Val Bourne nominates the best
Japanese maples have it all. They’re slow-growing, long-lived and their leaves change colour like chameleons. Their elegant, intricate outlines resemble garden-sized bonsai, with leaves that can vary from simply lobed to finely cut, and turning a fiery red, or a golden-yellow or a rich marmalade-orange in autumn. It’s no wonder they’ve been popular with British gardeners for decades.
Although they’re always called Japanese maples, because they’re grown in almost every Japanese garden, Acer palmatum is also found growing wild in Eastern China, Taiwan and Korea. In the wild these shrub-like trees thrive underneath the protective mantle of taller trees. This is a good way to grow them in the garden too, in fertile soil that’s shaded by a much taller tree. They don’t like bright light or dry conditions (Asian summers include a rainy season of several weeks) and prefer reasonable drainage too. Their slow growth rate makes them very suitable for containers and this is how many gardeners grow them, although watch they don’t get waterlogged in winter.

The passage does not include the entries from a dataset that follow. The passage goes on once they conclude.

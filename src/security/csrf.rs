//! Double-submit CSRF protection.
//!
//! Unsafe methods must echo the `csrf_token` cookie in the `X-CSRF-Token`
//! header. Safe methods pass through untouched.

use axum::http::StatusCode;
use axum::response::Response;
use futures_util::future::BoxFuture;

use crate::http::request::Request;
use crate::http::response;
use crate::routing::{Middleware, Next};

pub const CSRF_COOKIE: &str = "csrf_token";
pub const CSRF_HEADER: &str = "x-csrf-token";

const PROTECTED_METHODS: [&str; 4] = ["POST", "PUT", "PATCH", "DELETE"];

/// The `csrf` middleware.
#[derive(Debug, Clone, Copy, Default)]
pub struct Csrf;

impl Csrf {
    /// Whether `request` carries a matching token, or needs none.
    pub fn verify(request: &Request) -> bool {
        if !PROTECTED_METHODS.contains(&request.method()) {
            return true;
        }
        match (request.cookie(CSRF_COOKIE), request.header(CSRF_HEADER)) {
            (Some(cookie), Some(header)) if !cookie.is_empty() => constant_time_eq(cookie, header),
            _ => false,
        }
    }
}

fn constant_time_eq(a: &str, b: &str) -> bool {
    let (a, b) = (a.as_bytes(), b.as_bytes());
    if a.len() != b.len() {
        return false;
    }
    a.iter().zip(b).fold(0u8, |acc, (x, y)| acc | (x ^ y)) == 0
}

impl Middleware for Csrf {
    fn handle<'a>(&'a self, request: Request, next: Next<'a>) -> BoxFuture<'a, Response> {
        if Self::verify(&request) {
            return next.run(request);
        }

        tracing::warn!(
            request_id = request.request_id().unwrap_or("-"),
            method = request.method(),
            path = request.path(),
            "CSRF token missing or invalid"
        );
        Box::pin(async { response::text(StatusCode::FORBIDDEN, "CSRF token mismatch") })
    }
}
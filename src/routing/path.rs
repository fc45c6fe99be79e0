//! Path pattern matching.
//!
//! # Responsibilities
//! - Normalize registered and requested paths to `/` + trimmed form
//! - Compile `/user/{id}` style patterns
//! - Extract positional parameter values on match
//!
//! # Design Decisions
//! - Anchored at both ends: segment counts must agree
//! - Literal segments are case-sensitive
//! - A placeholder never matches an empty segment

use std::fmt;

use crate::routing::error::PatternError;
use crate::routing::pattern::{compile_tokens, param_names, Token};

/// Normalize a path to start with `/` and carry no trailing slash.
///
/// Any query string is dropped. The root normalizes to `/`.
pub fn normalize_path(path: &str) -> String {
    let path = path.split_once('?').map_or(path, |(p, _)| p);
    format!("/{}", path.trim_matches('/'))
}

/// True for the root path (`/` or empty).
pub fn is_root(path: &str) -> bool {
    path.is_empty() || path == "/"
}

/// A compiled route path.
#[derive(Debug, Clone, PartialEq, Eq)]
pub struct PathPattern {
    source: String,
    tokens: Vec<Token>,
}

impl PathPattern {
    /// Normalize and compile `path`.
    pub fn parse(path: &str) -> Result<Self, PatternError> {
        let source = normalize_path(path);
        let tokens = match source.strip_prefix('/') {
            Some("") | None => Vec::new(),
            Some(rest) => compile_tokens(&source, rest.split('/'))?,
        };
        Ok(Self { source, tokens })
    }

    /// The normalized pattern text.
    pub fn as_str(&self) -> &str {
        &self.source
    }

    /// Placeholder names in pattern order.
    pub fn param_names(&self) -> Vec<String> {
        param_names(&self.tokens)
    }

    /// True when the pattern has no placeholders.
    pub fn is_static(&self) -> bool {
        !self.tokens.iter().any(Token::is_param)
    }

    /// Match a normalized request path, returning positional parameters.
    pub fn matches(&self, path: &str) -> Option<Vec<String>> {
        let rest = path.strip_prefix('/')?;
        let segments: Vec<&str> = if rest.is_empty() {
            Vec::new()
        } else {
            rest.split('/').collect()
        };

        if segments.len() != self.tokens.len() {
            return None;
        }

        let mut params = Vec::new();
        for (token, segment) in self.tokens.iter().zip(segments) {
            match token {
                Token::Literal(literal) if literal == segment => {}
                Token::Param(_) if !segment.is_empty() => params.push(segment.to_string()),
                _ => return None,
            }
        }
        Some(params)
    }
}

impl fmt::Display for PathPattern {
    fn fmt(&self, f: &mut fmt::Formatter<'_>) -> fmt::Result {
        f.write_str(&self.source)
    }
}
use std::path::PathBuf;

use clap::{Parser, Subcommand};

use domain_router::config::load_config;
use domain_router::lifecycle::build_handlers;
use domain_router::routing::config::build_registry;
use domain_router::routing::inspect::{describe, list_routes};
use domain_router::routing::Dispatcher;

#[derive(Parser)]
#[command(name = "router-cli")]
#[command(about = "Inspect the route table of a domain-router config", long_about = None)]
struct Cli {
    #[arg(short, long, default_value = "router.toml")]
    config: PathBuf,

    #[command(subcommand)]
    command: Commands,
}

#[derive(Subcommand)]
enum Commands {
    /// List effective routes and defaults in match order
    Routes,
    /// Show what a request would resolve to, without invoking anything
    Match {
        #[arg(short, long, default_value = "GET")]
        method: String,

        #[arg(long)]
        host: String,

        #[arg(short, long)]
        path: String,
    },
}

fn main() -> Result<(), Box<dyn std::error::Error>> {
    let cli = Cli::parse();
    let config = load_config(&cli.config)?;
    let table = build_registry(&config)?.freeze();
    let dispatcher = Dispatcher::new(table, build_handlers(&config));

    let output = match cli.command {
        Commands::Routes => list_routes(&dispatcher),
        Commands::Match { method, host, path } => {
            describe(&dispatcher, dispatcher.resolve(&method, &path, &host))
        }
    };

    println!("{}", serde_json::to_string_pretty(&output)?);
    Ok(())
}
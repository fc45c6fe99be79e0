//! OS signal handling.
//!
//! # Responsibilities
//! - Wait for SIGINT (Ctrl-C) and, on Unix, SIGTERM
//! - Translate them into a [`Shutdown`] trigger
//!
//! # Design Decisions
//! - Uses Tokio's signal handling (async-safe)
//! - Config reload is driven by the file watcher, not SIGHUP

use crate::lifecycle::shutdown::Shutdown;

/// Resolve once a termination signal arrives.
pub async fn wait_for_signal() {
    let ctrl_c = async {
        if let Err(e) = tokio::signal::ctrl_c().await {
            tracing::error!(error = %e, "Failed to listen for Ctrl-C");
            std::future::pending::<()>().await;
        }
    };

    #[cfg(unix)]
    let terminate = async {
        match tokio::signal::unix::signal(tokio::signal::unix::SignalKind::terminate()) {
            Ok(mut signal) => {
                signal.recv().await;
            }
            Err(e) => {
                tracing::error!(error = %e, "Failed to listen for SIGTERM");
                std::future::pending::<()>().await;
            }
        }
    };

    #[cfg(not(unix))]
    let terminate = std::future::pending::<()>();

    tokio::select! {
        _ = ctrl_c => tracing::info!("Received Ctrl-C"),
        _ = terminate => tracing::info!("Received SIGTERM"),
    }
}

/// Trigger `shutdown` on the first termination signal.
pub fn shutdown_on_signal(shutdown: Shutdown) -> tokio::task::JoinHandle<()> {
    tokio::spawn(async move {
        wait_for_signal().await;
        tracing::info!("Shutdown signal received, draining connections");
        shutdown.trigger();
    })
}
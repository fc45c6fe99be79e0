//! Configuration management subsystem.
//!
//! # Data Flow
//! ```text
//! config file (TOML)
//!     → loader.rs (parse & deserialize)
//!     → validation.rs (semantic checks, pattern compilation)
//!     → RouterConfig (validated, immutable)
//!     → routing::config builds the RouteRegistry from it
//!
//! On file change:
//!     watcher.rs detects change
//!     → loader.rs loads new config
//!     → validation.rs validates
//!     → http::server rebuilds the Dispatcher and swaps it atomically
//! ```
//!
//! # Design Decisions
//! - Config is immutable once loaded; changes require full reload
//! - All fields have defaults to allow minimal configs
//! - Validation separates syntactic (serde) from semantic checks

pub mod loader;
pub mod schema;
pub mod validation;
pub mod watcher;

pub use loader::{load_config, parse_config, ConfigError};
pub use schema::{
    ActionConfig, ActionKind, DomainConfig, GroupConfig, ListenerConfig, LogFormat,
    ObservabilityConfig, RateLimitConfig, RouteConfig, RouterConfig, RouterSettings,
    SecurityConfig, TimeoutConfig,
};
pub use validation::ValidationError;
pub use watcher::ConfigWatcher;
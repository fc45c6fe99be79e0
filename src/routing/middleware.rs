//! Middleware pipeline.
//!
//! # Data Flow
//! ```text
//! Next::run(request)
//!     → middleware[0].handle(request, next)
//!         → next.run(request) → middleware[1].handle(...)
//!             → ... → action.call(request, params)
//! ```
//!
//! A middleware that returns a response without calling [`Next::run`]
//! short-circuits: later middleware and the action never run.

use axum::response::Response;
use futures_util::future::BoxFuture;
use std::sync::Arc;

use crate::http::request::Request;
use crate::routing::handlers::Action;
use crate::routing::params::RouteParams;

/// Request interceptor resolved by name from [`crate::routing::Handlers`].
pub trait Middleware: Send + Sync + 'static {
    fn handle<'a>(&'a self, request: Request, next: Next<'a>) -> BoxFuture<'a, Response>;
}

/// Continuation bound to the rest of the chain, ending in the action.
pub struct Next<'a> {
    chain: &'a [Arc<dyn Middleware>],
    action: &'a dyn Action,
    route: &'a str,
    params: RouteParams,
}

impl<'a> Next<'a> {
    pub(crate) fn new(
        chain: &'a [Arc<dyn Middleware>],
        action: &'a dyn Action,
        route: &'a str,
        params: RouteParams,
    ) -> Self {
        Self {
            chain,
            action,
            route,
            params,
        }
    }

    /// The matched route as registered, e.g. `GET /user/{id} @ example.com`.
    ///
    /// Unlike the request path this takes one value per route.
    pub fn route(&self) -> &'a str {
        self.route
    }

    /// Parameters the action will receive.
    pub fn params(&self) -> &RouteParams {
        &self.params
    }

    /// Number of middleware still ahead of the action.
    pub fn remaining(&self) -> usize {
        self.chain.len()
    }

    /// Continue with the next middleware, or the action at the end.
    pub fn run(self, request: Request) -> BoxFuture<'a, Response> {
        match self.chain.split_first() {
            Some((head, rest)) => {
                tracing::trace!(remaining = rest.len(), "Running middleware");
                head.handle(request, Next::new(rest, self.action, self.route, self.params))
            }
            None => {
                tracing::trace!("Middleware chain complete, calling action");
                self.action.call(request, self.params)
            }
        }
    }
}

#[cfg(test)]
mod tests {
    use super::*;
    use crate::http::response;
    use axum::http::StatusCode;
    use std::sync::Mutex;

    struct Recorder {
        name: &'static str,
        log: Arc<Mutex<Vec<String>>>,
    }

    impl Middleware for Recorder {
        fn handle<'a>(&'a self, request: Request, next: Next<'a>) -> BoxFuture<'a, Response> {
            Box::pin(async move {
                self.log.lock().unwrap().push(format!("{}:before", self.name));
                let response = next.run(request).await;
                self.log.lock().unwrap().push(format!("{}:after", self.name));
                response
            })
        }
    }

    struct Deny;

    impl Middleware for Deny {
        fn handle<'a>(&'a self, _request: Request, _next: Next<'a>) -> BoxFuture<'a, Response> {
            Box::pin(async { response::text(StatusCode::FORBIDDEN, "denied") })
        }
    }

    fn recording_action(log: Arc<Mutex<Vec<String>>>) -> impl Action {
        move |_: Request, _: RouteParams| {
            let log = log.clone();
            async move {
                log.lock().unwrap().push("action".to_string());
                response::text(StatusCode::OK, "done")
            }
        }
    }

    #[tokio::test]
    async fn test_chain_wraps_action_in_order() {
        let log = Arc::new(Mutex::new(Vec::new()));
        let chain: Vec<Arc<dyn Middleware>> = vec![
            Arc::new(Recorder { name: "first", log: log.clone() }),
            Arc::new(Recorder { name: "second", log: log.clone() }),
        ];
        let action = recording_action(log.clone());

        let next = Next::new(&chain, &action, "GET /", RouteParams::default());
        assert_eq!(next.remaining(), 2);
        assert_eq!(next.route(), "GET /");
        let response = next.run(Request::new("GET", "/", "localhost")).await;

        assert_eq!(response.status(), StatusCode::OK);
        assert_eq!(
            *log.lock().unwrap(),
            vec!["first:before", "second:before", "action", "second:after", "first:after"]
        );
    }

    #[tokio::test]
    async fn test_short_circuit_stops_chain() {
        let log = Arc::new(Mutex::new(Vec::new()));
        let chain: Vec<Arc<dyn Middleware>> = vec![
            Arc::new(Recorder { name: "first", log: log.clone() }),
            Arc::new(Deny),
            Arc::new(Recorder { name: "third", log: log.clone() }),
        ];
        let action = recording_action(log.clone());

        let response = Next::new(&chain, &action, "GET /", RouteParams::default())
            .run(Request::new("GET", "/", "localhost"))
            .await;

        assert_eq!(response.status(), StatusCode::FORBIDDEN);
        assert_eq!(*log.lock().unwrap(), vec!["first:before", "first:after"]);
    }
}
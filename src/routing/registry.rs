//! Route registration.
//!
//! # Responsibilities
//! - Accumulate routes in registration order
//! - Apply group prefixes and group middleware (outer to inner)
//! - Attach the active domain constraint
//! - Record global and per-domain default actions
//! - Freeze into an immutable [`RouteTable`] for serving
//!
//! # Design Decisions
//! - Group context is captured by value when a route is registered
//! - Patterns compile on registration; bad patterns never reach serving
//! - Middleware is appended through a [`RouteHandle`], not by index

use std::sync::Arc;

use crate::routing::domain::DomainPattern;
use crate::routing::error::RouteError;
use crate::routing::path::PathPattern;
use crate::routing::route::{Method, Route};

/// Attributes shared by every route declared inside a group.
#[derive(Debug, Clone, Default, PartialEq, Eq)]
pub struct GroupAttributes {
    prefix: Option<String>,
    middleware: Vec<String>,
}

impl GroupAttributes {
    pub fn new() -> Self {
        Self::default()
    }

    /// Path prefix; surrounding slashes are ignored.
    pub fn prefix(mut self, prefix: impl Into<String>) -> Self {
        self.prefix = Some(prefix.into());
        self
    }

    /// Middleware applied to every route in the group.
    pub fn middleware<I, S>(mut self, names: I) -> Self
    where
        I: IntoIterator<Item = S>,
        S: Into<String>,
    {
        self.middleware.extend(names.into_iter().map(Into::into));
        self
    }
}

/// Mutable access to a just-registered route.
#[derive(Debug)]
pub struct RouteHandle<'r> {
    route: &'r mut Route,
}

impl<'r> RouteHandle<'r> {
    /// Append middleware after any inherited from groups.
    pub fn middleware<I, S>(self, names: I) -> Self
    where
        I: IntoIterator<Item = S>,
        S: Into<String>,
    {
        self.route
            .middleware
            .extend(names.into_iter().map(Into::into));
        self
    }

    pub fn route(&self) -> &Route {
        self.route
    }
}

/// Registration-time route collection.
#[derive(Debug, Default)]
pub struct RouteRegistry {
    routes: Vec<Route>,
    group_stack: Vec<GroupAttributes>,
    current_domain: Option<Arc<DomainPattern>>,
    global_default: Option<String>,
    domain_defaults: Vec<(Arc<DomainPattern>, String)>,
}

impl RouteRegistry {
    pub fn new() -> Self {
        Self::default()
    }

    pub fn get(&mut self, path: &str, action: impl Into<String>) -> Result<RouteHandle<'_>, RouteError> {
        self.add_route(Method::Get, path, action)
    }

    pub fn post(&mut self, path: &str, action: impl Into<String>) -> Result<RouteHandle<'_>, RouteError> {
        self.add_route(Method::Post, path, action)
    }

    pub fn put(&mut self, path: &str, action: impl Into<String>) -> Result<RouteHandle<'_>, RouteError> {
        self.add_route(Method::Put, path, action)
    }

    pub fn patch(&mut self, path: &str, action: impl Into<String>) -> Result<RouteHandle<'_>, RouteError> {
        self.add_route(Method::Patch, path, action)
    }

    pub fn delete(&mut self, path: &str, action: impl Into<String>) -> Result<RouteHandle<'_>, RouteError> {
        self.add_route(Method::Delete, path, action)
    }

    /// Register a route under the active group and domain context.
    pub fn add_route(
        &mut self,
        method: Method,
        path: &str,
        action: impl Into<String>,
    ) -> Result<RouteHandle<'_>, RouteError> {
        let full_path = self.apply_group_prefix(path);
        let pattern = PathPattern::parse(&full_path).map_err(|source| RouteError::Path {
            method,
            path: full_path.clone(),
            source,
        })?;

        let route = Route {
            method,
            path: pattern,
            action: action.into(),
            middleware: self.group_middleware(),
            domain: self.current_domain.clone(),
        };
        tracing::debug!(route = %route, action = %route.action, "Route registered");

        self.routes.push(route);
        let index = self.routes.len() - 1;
        Ok(RouteHandle {
            route: &mut self.routes[index],
        })
    }

    fn apply_group_prefix(&self, path: &str) -> String {
        join_prefixes(
            self.group_stack.iter().filter_map(|g| g.prefix.as_deref()),
            path,
        )
    }

    fn group_middleware(&self) -> Vec<String> {
        self.group_stack
            .iter()
            .flat_map(|g| g.middleware.iter().cloned())
            .collect()
    }

    /// Declare routes inside a group.
    ///
    /// The group is popped again even if `routes` fails.
    pub fn group<F>(&mut self, attributes: GroupAttributes, routes: F) -> Result<(), RouteError>
    where
        F: FnOnce(&mut Self) -> Result<(), RouteError>,
    {
        self.group_stack.push(attributes);
        let result = routes(self);
        self.group_stack.pop();
        result
    }

    /// Declare routes constrained to hosts matching `pattern`.
    ///
    /// A nested domain block replaces the outer constraint for its duration.
    pub fn domain<F>(&mut self, pattern: &str, routes: F) -> Result<(), RouteError>
    where
        F: FnOnce(&mut Self) -> Result<(), RouteError>,
    {
        let compiled = DomainPattern::parse(pattern).map_err(|source| RouteError::Domain {
            pattern: pattern.to_string(),
            source,
        })?;

        let outer = self.current_domain.replace(Arc::new(compiled));
        let result = routes(self);
        self.current_domain = outer;
        result
    }

    /// Set the root fallback action for the active domain, or globally.
    pub fn set_default(&mut self, action: impl Into<String>) {
        let action = action.into();
        match &self.current_domain {
            Some(domain) => {
                let existing = self
                    .domain_defaults
                    .iter_mut()
                    .find(|(pattern, _)| pattern.as_str() == domain.as_str());
                match existing {
                    Some((_, current)) => *current = action,
                    None => self.domain_defaults.push((domain.clone(), action)),
                }
            }
            None => self.global_default = Some(action),
        }
    }

    /// Routes in registration order.
    pub fn routes(&self) -> &[Route] {
        &self.routes
    }

    /// Stop registration and produce the serving table.
    pub fn freeze(self) -> RouteTable {
        let (domain_routes, shared_routes): (Vec<Route>, Vec<Route>) =
            self.routes.into_iter().partition(|r| r.domain.is_some());

        tracing::debug!(
            domain_routes = domain_routes.len(),
            shared_routes = shared_routes.len(),
            domain_defaults = self.domain_defaults.len(),
            global_default = self.global_default.is_some(),
            "Route table frozen"
        );

        RouteTable {
            domain_routes,
            shared_routes,
            domain_defaults: self.domain_defaults,
            global_default: self.global_default,
        }
    }
}

/// Join group prefixes, outermost first, onto `path`.
pub(crate) fn join_prefixes<'p, I>(prefixes: I, path: &str) -> String
where
    I: IntoIterator<Item = &'p str>,
{
    let mut full = String::new();
    for prefix in prefixes {
        let prefix = prefix.trim_matches('/');
        if !prefix.is_empty() {
            full.push('/');
            full.push_str(prefix);
        }
    }
    full.push('/');
    full.push_str(path.trim_matches('/'));
    full
}

/// Immutable route table, safe to share across concurrent dispatches.
#[derive(Debug, Default)]
pub struct RouteTable {
    domain_routes: Vec<Route>,
    shared_routes: Vec<Route>,
    domain_defaults: Vec<(Arc<DomainPattern>, String)>,
    global_default: Option<String>,
}

impl RouteTable {
    /// Domain-constrained routes, in registration order.
    pub fn domain_routes(&self) -> &[Route] {
        &self.domain_routes
    }

    /// Unconstrained routes, in registration order.
    pub fn shared_routes(&self) -> &[Route] {
        &self.shared_routes
    }

    /// Every route, domain-constrained first.
    pub fn routes(&self) -> impl Iterator<Item = &Route> {
        self.domain_routes.iter().chain(self.shared_routes.iter())
    }

    pub fn domain_defaults(&self) -> impl Iterator<Item = (&DomainPattern, &str)> {
        self.domain_defaults
            .iter()
            .map(|(pattern, action)| (pattern.as_ref(), action.as_str()))
    }

    pub fn global_default(&self) -> Option<&str> {
        self.global_default.as_deref()
    }

    pub fn len(&self) -> usize {
        self.domain_routes.len() + self.shared_routes.len()
    }

    pub fn is_empty(&self) -> bool {
        self.len() == 0
    }
}
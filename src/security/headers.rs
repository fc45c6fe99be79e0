//! Response security headers.

use axum::http::{header, HeaderValue};
use axum::Router;
use tower_http::set_header::SetResponseHeaderLayer;

/// Add `X-Content-Type-Options` and `X-Frame-Options` unless the action set them.
pub fn with_security_headers(router: Router) -> Router {
    router
        .layer(SetResponseHeaderLayer::if_not_present(
            header::X_CONTENT_TYPE_OPTIONS,
            HeaderValue::from_static("nosniff"),
        ))
        .layer(SetResponseHeaderLayer::if_not_present(
            header::X_FRAME_OPTIONS,
            HeaderValue::from_static("SAMEORIGIN"),
        ))
}
//! JSON views of a dispatcher's route table, for operators and tooling.

use serde_json::{json, Value};

use crate::routing::dispatcher::{Dispatcher, Resolution};
use crate::routing::route::Route;

fn route_json(dispatcher: &Dispatcher, route: &Route) -> Value {
    json!({
        "method": route.method().as_str(),
        "path": route.path().as_str(),
        "domain": route.domain().map(|d| d.as_str()),
        "action": route.action(),
        "middleware": route.middleware(),
        "resolved": dispatcher.handlers().resolve_action(route.action()).is_some(),
    })
}

/// Effective routes in match order, plus the configured defaults.
pub fn list_routes(dispatcher: &Dispatcher) -> Value {
    let table = dispatcher.table();
    let routes: Vec<Value> = table.routes().map(|r| route_json(dispatcher, r)).collect();
    let defaults: Vec<Value> = table
        .domain_defaults()
        .map(|(pattern, action)| json!({ "domain": pattern.as_str(), "action": action }))
        .collect();

    json!({
        "routes": routes,
        "domain_defaults": defaults,
        "global_default": table.global_default(),
    })
}

pub fn describe(dispatcher: &Dispatcher, resolution: Resolution<'_>) -> Value {
    match resolution {
        Resolution::Route { route, params } => json!({
            "kind": "route",
            "route": route_json(dispatcher, route),
            "params": params,
        }),
        Resolution::Default { action, params } => json!({
            "kind": "default",
            "action": action,
            "params": params,
        }),
        Resolution::NotFound => json!({ "kind": "not_found" }),
    }
}

#[cfg(test)]
mod tests {
    use super::*;
    use crate::http::request::Request;
    use crate::http::response;
    use crate::routing::{Handlers, RouteParams, RouteRegistry};
    use axum::http::StatusCode;

    fn dispatcher() -> Dispatcher {
        let mut registry = RouteRegistry::new();
        registry.set_default("home/index");
        registry.get("/about", "pages/about").unwrap();
        registry
            .domain("{tenant}.example.com", |r| {
                r.set_default("tenant/index");
                r.get("/user/{id}", "user/show")?.middleware(["rate_limit"]);
                Ok(())
            })
            .unwrap();

        let mut handlers = Handlers::new();
        handlers.action("user/show", |_: Request, _: RouteParams| async {
            response::text(StatusCode::OK, "ok")
        });
        Dispatcher::new(registry.freeze(), handlers)
    }

    #[test]
    fn test_list_routes_in_match_order() {
        let listing = list_routes(&dispatcher());

        assert_eq!(
            listing["routes"],
            json!([
                {
                    "method": "GET",
                    "path": "/user/{id}",
                    "domain": "{tenant}.example.com",
                    "action": "user/show",
                    "middleware": ["rate_limit"],
                    "resolved": true,
                },
                {
                    "method": "GET",
                    "path": "/about",
                    "domain": null,
                    "action": "pages/about",
                    "middleware": [],
                    "resolved": false,
                },
            ])
        );
        assert_eq!(
            listing["domain_defaults"],
            json!([{ "domain": "{tenant}.example.com", "action": "tenant/index" }])
        );
        assert_eq!(listing["global_default"], "home/index");
    }

    #[test]
    fn test_describe_each_resolution() {
        let dispatcher = dispatcher();

        let route = describe(&dispatcher, dispatcher.resolve("GET", "/user/7", "acme.example.com"));
        assert_eq!(route["kind"], "route");
        assert_eq!(route["route"]["action"], "user/show");

        let default = describe(&dispatcher, dispatcher.resolve("GET", "/", "acme.example.com"));
        assert_eq!(default["kind"], "default");
        assert_eq!(default["action"], "tenant/index");

        let missing = describe(&dispatcher, dispatcher.resolve("GET", "/nowhere", "example.org"));
        assert_eq!(missing, json!({ "kind": "not_found" }));
    }
}
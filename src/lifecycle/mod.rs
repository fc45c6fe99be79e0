//! Lifecycle management subsystem.
//!
//! # Data Flow
//! ```text
//! Startup (startup.rs):
//!     Load config → Validate → Build route table → Resolve handlers
//!     → Start listeners
//!
//! Shutdown (shutdown.rs):
//!     Signal received → Stop accepting → Drain in-flight requests → Exit
//!
//! Signals (signals.rs):
//!     SIGTERM/SIGINT → Trigger graceful shutdown
//! ```
//!
//! # Design Decisions
//! - Ordered startup: config first, then routing, then listeners
//! - Fail fast: a route table that cannot be built is fatal

pub mod shutdown;
pub mod signals;
pub mod startup;

pub use shutdown::Shutdown;
pub use startup::{build_dispatcher, build_handlers, StartupError};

Acer palmatum was introduced to the UK in 1820. Edward ‘Chinese’ Wilson also collected seeds in China in the early years of the 20th century, although they produced rather ordinary trees. The Japanese meanwhile had already named roughly 200 unusual forms collected in the wild over a 300-year period. It’s these named trees that are the most popular today, and Westonbirt Arboretum in Gloucestershire holds a Plant Heritage collection of 297 Japanese maple cultivars. Most are planted in the Acer Glade, the Maple Loop and in The Link in Silk Wood, where they draw gasps of admiration in autumn. Some of the trees in the Old Arboretum are more than 100 years old so well worth seeing.